//! Request/response exchange with the execution engine.

use crate::cancel::CancelToken;
use crate::config::DEFAULT_ENGINE_TIMEOUT;
use crate::errors::CoreError;
use crate::models::{ExecutionResult, ValidatedCommand};
use std::io::{self, Read, Write};
use std::path::{Path, PathBuf};
use std::process::{Child, Command, ExitStatus, Stdio};
use std::sync::mpsc::{self, Receiver, RecvTimeoutError};
use std::thread;
use std::time::{Duration, Instant};
use tracing::{debug, warn};

const POLL_INTERVAL: Duration = Duration::from_millis(20);

/// Raw reply of one engine exchange, before decoding.
#[derive(Debug, Clone, Default, PartialEq, Eq)]
pub struct EngineOutput {
    /// Whether the engine signalled success (exit status zero for a process).
    pub success: bool,
    /// Exit code if the engine exited normally.
    pub code: Option<i32>,
    pub stdout: String,
    pub stderr: String,
}

/// Capability to run one encoded request against an execution engine.
///
/// The engine may be a child process, an in-process library or a remote
/// service; the dispatcher only sees the encoded payload and the raw reply.
pub trait ExecutionPort {
    fn execute(&self, payload: &str) -> crate::Result<EngineOutput>;
}

impl<P: ExecutionPort + ?Sized> ExecutionPort for &P {
    fn execute(&self, payload: &str) -> crate::Result<EngineOutput> {
        (**self).execute(payload)
    }
}

/// Engine reached as a child process: request on stdin, result on stdout.
#[derive(Debug, Clone)]
pub struct ProcessEngine {
    program: PathBuf,
    timeout: Duration,
    cancel: CancelToken,
}

impl ProcessEngine {
    pub fn new(program: impl Into<PathBuf>) -> Self {
        Self {
            program: program.into(),
            timeout: DEFAULT_ENGINE_TIMEOUT,
            cancel: CancelToken::default(),
        }
    }

    pub fn with_timeout(mut self, timeout: Duration) -> Self {
        self.timeout = timeout;
        self
    }

    /// Aborts the wait, killing the engine, once `cancel` is raised.
    pub fn with_cancel(mut self, cancel: CancelToken) -> Self {
        self.cancel = cancel;
        self
    }

    pub fn program(&self) -> &Path {
        &self.program
    }

    fn timed_out(&self) -> CoreError {
        CoreError::Timeout {
            limit: self.timeout,
        }
    }

    fn wait_bounded(&self, child: &mut Child, deadline: Instant) -> crate::Result<ExitStatus> {
        loop {
            if self.cancel.is_cancelled() {
                warn!("cancelled while waiting for the engine, killing it");
                let _ = child.kill();
                let _ = child.wait();
                return Err(CoreError::UserCancelled);
            }
            let polled = child
                .try_wait()
                .map_err(|err| CoreError::io("waiting for the engine", err))?;
            if let Some(status) = polled {
                return Ok(status);
            }
            if Instant::now() >= deadline {
                warn!(limit = ?self.timeout, "engine exceeded time limit, killing it");
                let _ = child.kill();
                let _ = child.wait();
                return Err(self.timed_out());
            }
            thread::sleep(POLL_INTERVAL);
        }
    }

    /// Waits for a reader thread, giving up at the same deadline as the
    /// engine itself. Output pipes held open by a grandchild would
    /// otherwise block past the limit.
    fn collect(
        &self,
        reader: Receiver<io::Result<String>>,
        deadline: Instant,
        context: &str,
    ) -> crate::Result<String> {
        loop {
            self.cancel.check()?;
            let remaining = deadline.saturating_duration_since(Instant::now());
            if remaining.is_zero() {
                warn!(limit = ?self.timeout, "engine output still open at time limit");
                return Err(self.timed_out());
            }
            match reader.recv_timeout(remaining.min(POLL_INTERVAL)) {
                Ok(read) => return read.map_err(|err| CoreError::io(context, err)),
                Err(RecvTimeoutError::Timeout) => continue,
                Err(RecvTimeoutError::Disconnected) => {
                    return Err(CoreError::io(
                        context,
                        io::Error::other("reader thread exited without output"),
                    ))
                }
            }
        }
    }
}

#[cfg(unix)]
fn interrupted(status: &ExitStatus) -> bool {
    use std::os::unix::process::ExitStatusExt;
    status.signal() == Some(2)
}

#[cfg(not(unix))]
fn interrupted(_status: &ExitStatus) -> bool {
    false
}

impl ExecutionPort for ProcessEngine {
    fn execute(&self, payload: &str) -> crate::Result<EngineOutput> {
        let _watch = self.cancel.watch();
        self.cancel.check()?;

        debug!(program = %self.program.display(), "starting engine");
        let deadline = Instant::now() + self.timeout;
        let mut child = Command::new(&self.program)
            .stdin(Stdio::piped())
            .stdout(Stdio::piped())
            .stderr(Stdio::piped())
            .spawn()
            .map_err(|err| {
                CoreError::unavailable(
                    format!("failed to start {}: {err}", self.program.display()),
                    vec![self.program.clone()],
                )
            })?;

        let stdout = drain(child.stdout.take());
        let stderr = drain(child.stderr.take());

        if let Some(mut stdin) = child.stdin.take() {
            let written = stdin
                .write_all(payload.as_bytes())
                .and_then(|()| stdin.write_all(b"\n"));
            // An engine that exits before reading still gets its output decoded.
            if let Err(err) = written {
                if err.kind() != io::ErrorKind::BrokenPipe {
                    let _ = child.kill();
                    let _ = child.wait();
                    return Err(CoreError::io("writing the engine request", err));
                }
            }
        }

        let status = self.wait_bounded(&mut child, deadline)?;
        // A terminal Ctrl-C reaches the engine too; it may die before the
        // handler raises the flag.
        if interrupted(&status) {
            return Err(CoreError::UserCancelled);
        }
        let stdout = self.collect(stdout, deadline, "reading engine stdout")?;
        let stderr = self.collect(stderr, deadline, "reading engine stderr")?;

        debug!(code = ?status.code(), "engine finished");
        Ok(EngineOutput {
            success: status.success(),
            code: status.code(),
            stdout,
            stderr,
        })
    }
}

fn drain<R>(pipe: Option<R>) -> Receiver<io::Result<String>>
where
    R: Read + Send + 'static,
{
    let (tx, rx) = mpsc::channel();
    thread::spawn(move || {
        let mut buf = Vec::new();
        let read = match pipe {
            Some(mut pipe) => pipe.read_to_end(&mut buf).map(|_| ()),
            None => Ok(()),
        };
        let _ = tx.send(read.map(|()| String::from_utf8_lossy(&buf).into_owned()));
    });
    rx
}

/// Serializes the command into the engine's one-line JSON request.
pub fn encode_request(cmd: &ValidatedCommand) -> crate::Result<String> {
    serde_json::to_string(cmd).map_err(|err| CoreError::protocol(err, format!("{cmd:?}")))
}

/// Maps a raw engine reply to a result or a typed failure.
///
/// A failing engine that still printed a well-formed result is reporting its
/// own failure, so that result is returned as-is.
pub fn decode_response(output: EngineOutput) -> crate::Result<ExecutionResult> {
    let body = output.stdout.trim();
    let decoded = serde_json::from_str::<ExecutionResult>(body);

    match (output.success, decoded) {
        (_, Ok(result)) => {
            if !output.success {
                warn!(code = ?output.code, "engine exited with failure status");
            }
            Ok(result)
        }
        (true, Err(err)) => Err(CoreError::protocol(err, output.stdout)),
        (false, Err(_)) => Err(CoreError::EngineError {
            code: output.code,
            stderr: output.stderr.trim().to_string(),
        }),
    }
}

/// Sends validated commands through an [`ExecutionPort`].
#[derive(Debug)]
pub struct Dispatcher<P: ExecutionPort> {
    port: P,
}

impl<P: ExecutionPort> Dispatcher<P> {
    pub fn new(port: P) -> Self {
        Self { port }
    }

    pub fn execute(&self, cmd: ValidatedCommand) -> crate::Result<ExecutionResult> {
        let payload = encode_request(&cmd)?;
        debug!(request = %payload, "dispatching command");
        let output = self.port.execute(&payload)?;
        decode_response(output)
    }
}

» **What you are asked to do**
Please report how many lines in the records above contain the word "Receiver", and give nothing but the number.

» **Exercise solution**
3